Benarlah kiranya apa yang disampaikan Mas Puji JalanSutera sehubungan dengan meninggalnya Olive Riley yang tutup usia pada Sabtu, 12 Juli lalu. Riley meninggal pada usia 108 tahun, menjadikannya sebagai bloger tertua di dunia yang pernah ada. Blognya –all about olive– kini menjadi semacam blog dedikasi, dipelihara oleh orang yang biasanya mengisikan kata-kata Olive ke dalam blog tersebut.

Bila dalam peribahasa dikatakan bahwa gajah mati meninggalkan gading, tidak demikian halnya dengan manusia. Tulang manusia (yeah .. karena nggak punya gading), dan bagian tubuh lainnya akan melebur bersama tanah. Maka, yang tinggal dari manusia adalah karyanya serta kenangan pada hati orang-orang yang pernah mengenalnya. Khusus untuk seorang bloger, karyanya sudah tentu terekam dalam blognya.

Satu pertanyaan kemudian tersisa, akankah blog ini akan abadi? Kalaupun kembali pada pernyataan tiada sesuatu yang abadi di dunia ini, seberapa lama blog kita akan bertahan? Seberapa lama blog kita akan eksis sehingga masih ada orang yang bisa membacanya?

Jawaban dari pertanyaan ini tentu berbeda, bergantung seperti apa bentuk blog kita.
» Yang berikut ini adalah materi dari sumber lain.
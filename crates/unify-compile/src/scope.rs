//! Lexical scope stack used to turn parse-tree identifiers into
//! `UpCount`-based ADT references.
//!
//! Mirrors the teacher's `scope_stack: Vec<StructScope>` on `Compiler`
//! (innermost scope at the end), generalized from "member index lookup" to
//! the richer binder shapes this language's fields, `for`/`let` clauses, and
//! pattern-bound labels introduce.

use unify_core::Feature;

use crate::parsetree::NodeId;

/// What a scope frame binds, used to decide which `Expr` reference variant
/// an identifier resolving to it compiles to.
#[derive(Clone, Debug, PartialEq, Eq)]
pub enum ScopeKind {
    /// A file or struct literal: identifiers resolve to `FieldReference`.
    Fields,
    /// A `for` clause's key/value bindings.
    ForBinding { key: Option<Feature>, value: Feature },
    /// A `let` clause or top-level alias: resolves to `LetReference`.
    LetBinding { label: Feature },
    /// A pattern binding (`[X=pattern]: ...`): resolves to `LabelReference`
    /// when referring to the label itself, `DynamicReference` when the
    /// identifier instead names the fallback computed-label slot.
    PatternBinding { label: Feature },
    /// An import declaration's alias: resolves to `ImportReference`.
    Import { path: String },
}

#[derive(Clone, Debug)]
struct Frame {
    node_id: NodeId,
    kind: ScopeKind,
}

/// A push-only-while-descending stack, popped on the way back out of each
/// scope-introducing node. Never shared between compiler invocations.
#[derive(Default)]
pub struct ScopeStack {
    frames: Vec<Frame>,
}

impl ScopeStack {
    pub fn new() -> Self {
        Self::default()
    }

    pub fn push(&mut self, node_id: NodeId, kind: ScopeKind) {
        self.frames.push(Frame { node_id, kind });
    }

    pub fn pop(&mut self) {
        self.frames.pop();
    }

    pub fn depth(&self) -> usize {
        self.frames.len()
    }

    pub fn truncate(&mut self, depth: usize) {
        self.frames.truncate(depth);
    }

    /// Resolve `binder` against the stack, innermost frame first. Returns
    /// the `UpCount` (distance from the top of the stack) and the frame's
    /// kind, or `None` if `binder` is not currently in scope (a genuinely
    /// unresolved identifier).
    pub fn resolve(&self, binder: NodeId) -> Option<(u32, ScopeKind)> {
        self.frames
            .iter()
            .rev()
            .position(|f| f.node_id == binder)
            .map(|up_count| {
                let frame = &self.frames[self.frames.len() - 1 - up_count];
                (up_count as u32, frame.kind.clone())
            })
    }
}

#[cfg(test)]
mod tests {
    use super::*;

    #[test]
    fn innermost_frame_has_up_count_zero() {
        let mut s = ScopeStack::new();
        s.push(1, ScopeKind::Fields);
        s.push(2, ScopeKind::Fields);
        assert_eq!(s.resolve(2).unwrap().0, 0);
        assert_eq!(s.resolve(1).unwrap().0, 1);
    }

    #[test]
    fn pop_removes_innermost_frame() {
        let mut s = ScopeStack::new();
        s.push(1, ScopeKind::Fields);
        s.push(2, ScopeKind::Fields);
        s.pop();
        assert!(s.resolve(2).is_none());
        assert!(s.resolve(1).is_some());
    }

    #[test]
    fn unresolved_binder_is_none() {
        let s = ScopeStack::new();
        assert!(s.resolve(99).is_none());
    }
}
/// The threaded evaluation context.
pub struct OpContext<'a> {
    pub vertices: &'a mut VertexArena,
    pub envs: &'a mut EnvArena,
    pub interner: &'a mut Interner,
    pub builtins: &'a dyn BuiltinRegistry,
    pub imports: &'a mut dyn ImportResolver,
    pub limits: EvalLimits,
    pub tracer: &'a mut dyn Tracer,
    unify_fn: UnifyFn,
    pos_stack: Vec<Pos>,
    error: Option<Bottom>,
    tentative_depth: u32,
    import_cache: HashMap<String, VertexId>,
    depth: u32,
    close_ids: CloseIdAllocator,
    disjunction_attempts: u32,
}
Apakah kita ngeblog pada domain sendiri dan hosting berbayar atau ngeblog pada hosting gratisan? Mas Puji kemudian menjelaskan kepada saya yang gaptek ini, katanya:

Kalo seorang blogger mempunyai blog di paid-server, dia hanya bisa mewariskan blognya sepanjang ahli warisnya mau mbayarin hosting itu.

Dengan kata lain, bila ahli warisnya berhenti membayar hosting dan sewa nama domain, maka blog tersebut akan ikut mati, menyusul pemiliknya ke alam baka. Tapi mungkin saja bisa hal ini disiasati dengan mem-plot seberapa lama si bloger ingin blog itu eksis, mungkin 10 atau 20 tahun. Jadi, membayar kontrakan dan sewa alamat untuk waktu selama itu. Ada nggak sih yang melakukan hal ini? Saya sih nggak tahu.

Beda halnya dengan bloger yang ngeblog di hosting gratisan seperti di Dagdigdug.com atau WordPress.com maka ahli waris tidak dikenai tanggung jawab untuk membayar apapun. “Blog itu akan tetap ada sepanjang free blogging company itu masih eksis”, lanjut Mas Puji. Bisakah ini disebut sebagai salah satu “keuntungan” ngeblog di hosting gratisan? Tentu saja! Tengoklah blog almarhumah Bunda Inong, yang hingga kini masih dikunjungi orang-orang yang mencari resep masakan. Blogernya sudah tiada, namun masih banyak orang yang mengambil manfaat dari pengalaman dan buah pikirannya.

Tentu masih ada cara lain untuk memelihara supaya sampah-sampah buah pikiran supaya masih bisa dibaca orang. Mungkin ada yang menyiasati dengan membuat mirror blog di hosting gratisan? Atau menyimpan semacam back up di komputernya? Saya tidak begitu paham apa saja teknik “upaya-upaya penyelamatan karya” yang bisa dilakukan. Ah, betapa bahagia mereka yang blognya sudah dibukukan. Karyanya akan lebih eksis dan bisa terus dibaca orang. Hal ini mungkin akan otomatis dilakukan oleh ahli waris yang menyadari betapa bernilai suatu blog.

Kalau anda, sudahkah memikirkan akan nasib blog anda di masa depan? Mau diwariskan kepada siapa? Maaf lho, postingan ini diakhiri dengan pertanyaan semacam ini.

Moral postingan ini: Bukan semata ingin dikenang bila berpikir untuk “mengabadikan” blog. Tapi mungkinkah kita jadi terdorong untuk meninggalkan sesuatu yang berharga, bukan sampah semata? Sesuatu yang isinya ilmu, hingga bisa dikategorikan sebagai amal jariah. Apapun itu, ada yang bertahan lebih lama, yaitu kenangan di benak dan hati orang yang mengenal kita.